Reproduce every line in the listing that contains the word "Result".

(Beginning of WORKING DATA)

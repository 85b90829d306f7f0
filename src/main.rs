use std::sync::Arc;

use anyhow::Context;
use tokio::net::TcpListener;
use tracing::info;

use storefront_api::{
    app_router,
    config::{init_tracing, load_config},
    db, events, AppServices, AppState,
};

#[tokio::main]
async fn main() -> anyhow::Result<()> {
    let config = load_config().context("failed to load configuration")?;
    init_tracing(&config.log_level, config.log_json);

    info!(
        environment = %config.environment,
        "starting storefront-api v{}",
        env!("CARGO_PKG_VERSION")
    );

    let db = db::connect(&config)
        .await
        .context("failed to connect to database")?;
    if config.auto_schema {
        db::ensure_schema(&db)
            .await
            .context("failed to create schema")?;
        info!("schema ensured from entity definitions");
    }
    let db = Arc::new(db);

    let (event_sender, event_rx) = events::channel(1024);
    tokio::spawn(events::process_events(event_rx));

    let config = Arc::new(config);
    let services = Arc::new(AppServices::build(db.clone(), &config, event_sender));
    let state = AppState {
        db,
        config: config.clone(),
        services,
    };

    let addr = format!("{}:{}", config.host, config.port);
    let listener = TcpListener::bind(&addr)
        .await
        .with_context(|| format!("failed to bind {addr}"))?;
    info!("listening on {}", addr);

    axum::serve(listener, app_router(state))
        .with_graceful_shutdown(shutdown_signal())
        .await
        .context("server error")?;

    info!("shutdown complete");
    Ok(())
}

async fn shutdown_signal() {
    let ctrl_c = async {
        let _ = tokio::signal::ctrl_c().await;
    };

    #[cfg(unix)]
    let terminate = async {
        match tokio::signal::unix::signal(tokio::signal::unix::SignalKind::terminate()) {
            Ok(mut signal) => {
                signal.recv().await;
            }
            Err(_) => std::future::pending::<()>().await,
        }
    };

    #[cfg(not(unix))]
    let terminate = std::future::pending::<()>();

    tokio::select! {
        _ = ctrl_c => info!("received ctrl-c, shutting down"),
        _ = terminate => info!("received SIGTERM, shutting down"),
    }
}
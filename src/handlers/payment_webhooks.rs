use axum::{extract::State, http::HeaderMap, response::IntoResponse};
use bytes::Bytes;
use hmac::{Hmac, Mac};
use serde_json::Value;
use sha2::Sha256;
use tracing::warn;

use crate::{errors::ServiceError, AppState};

type HmacSha256 = Hmac<Sha256>;

// POST /api/v1/payments/webhook
#[utoipa::path(
    post,
    path = "/api/v1/payments/webhook",
    request_body = String,
    responses(
        (status = 200, description = "Event accepted"),
        (status = 400, description = "Missing or invalid signature, or invalid payload", body = crate::errors::ErrorResponse)
    ),
    tag = "Payments"
)]
pub async fn payment_webhook(
    State(state): State<AppState>,
    headers: HeaderMap,
    body: Bytes,
) -> Result<impl IntoResponse, ServiceError> {
    // Fail closed: an unsigned or badly signed delivery is rejected before
    // the payload is even parsed.
    if !verify_signature(
        &headers,
        &body,
        &state.config.stripe_webhook_secret,
        state.config.webhook_tolerance_secs,
    ) {
        warn!("Payment webhook signature verification failed");
        return Err(ServiceError::BadRequest(
            "invalid webhook signature".to_string(),
        ));
    }

    let event: Value = serde_json::from_slice(&body)
        .map_err(|e| ServiceError::BadRequest(format!("invalid json: {e}")))?;

    state.services.webhooks.process_event(&event).await?;

    Ok((axum::http::StatusCode::OK, "ok"))
}

/// Verifies a `Stripe-Signature: t=...,v1=...` header: HMAC-SHA256 of
/// `{timestamp}.{payload}` with the shared secret, plus a timestamp-skew
/// check against replays.
pub fn verify_signature(
    headers: &HeaderMap,
    payload: &Bytes,
    secret: &str,
    tolerance_secs: u64,
) -> bool {
    let Some(header) = headers
        .get("Stripe-Signature")
        .and_then(|h| h.to_str().ok())
    else {
        return false;
    };

    let mut ts = "";
    let mut v1 = "";
    for part in header.split(',') {
        let mut it = part.trim().splitn(2, '=');
        match (it.next(), it.next()) {
            (Some("t"), Some(val)) => ts = val,
            (Some("v1"), Some(val)) => v1 = val,
            _ => {}
        }
    }
    if ts.is_empty() || v1.is_empty() {
        return false;
    }

    if let Ok(ts_i) = ts.parse::<i64>() {
        let now = chrono::Utc::now().timestamp();
        if (now - ts_i).unsigned_abs() > tolerance_secs {
            return false;
        }
    } else {
        return false;
    }

    let mut mac = match HmacSha256::new_from_slice(secret.as_bytes()) {
        Ok(mac) => mac,
        Err(_) => return false,
    };
    mac.update(ts.as_bytes());
    mac.update(b".");
    mac.update(payload);
    let expected = hex::encode(mac.finalize().into_bytes());

    constant_time_eq(&expected, v1)
}

fn constant_time_eq(a: &str, b: &str) -> bool {
    if a.len() != b.len() {
        return false;
    }
    let mut res = 0u8;
    for (x, y) in a.as_bytes().iter().zip(b.as_bytes()) {
        res |= x ^ y;
    }
    res == 0
}

/// Builds a valid `Stripe-Signature` header value for a payload; used by
/// tests and local tooling.
pub fn sign_payload(payload: &[u8], secret: &str, timestamp: i64) -> String {
    let mut mac = HmacSha256::new_from_slice(secret.as_bytes()).expect("hmac accepts any key size");
    mac.update(timestamp.to_string().as_bytes());
    mac.update(b".");
    mac.update(payload);
    format!("t={},v1={}", timestamp, hex::encode(mac.finalize().into_bytes()))
}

(End of WORKING DATA)

» **ANSWER AREA**:
async fn main() -> anyhow::Result<()> {
) -> Result<impl IntoResponse, ServiceError> {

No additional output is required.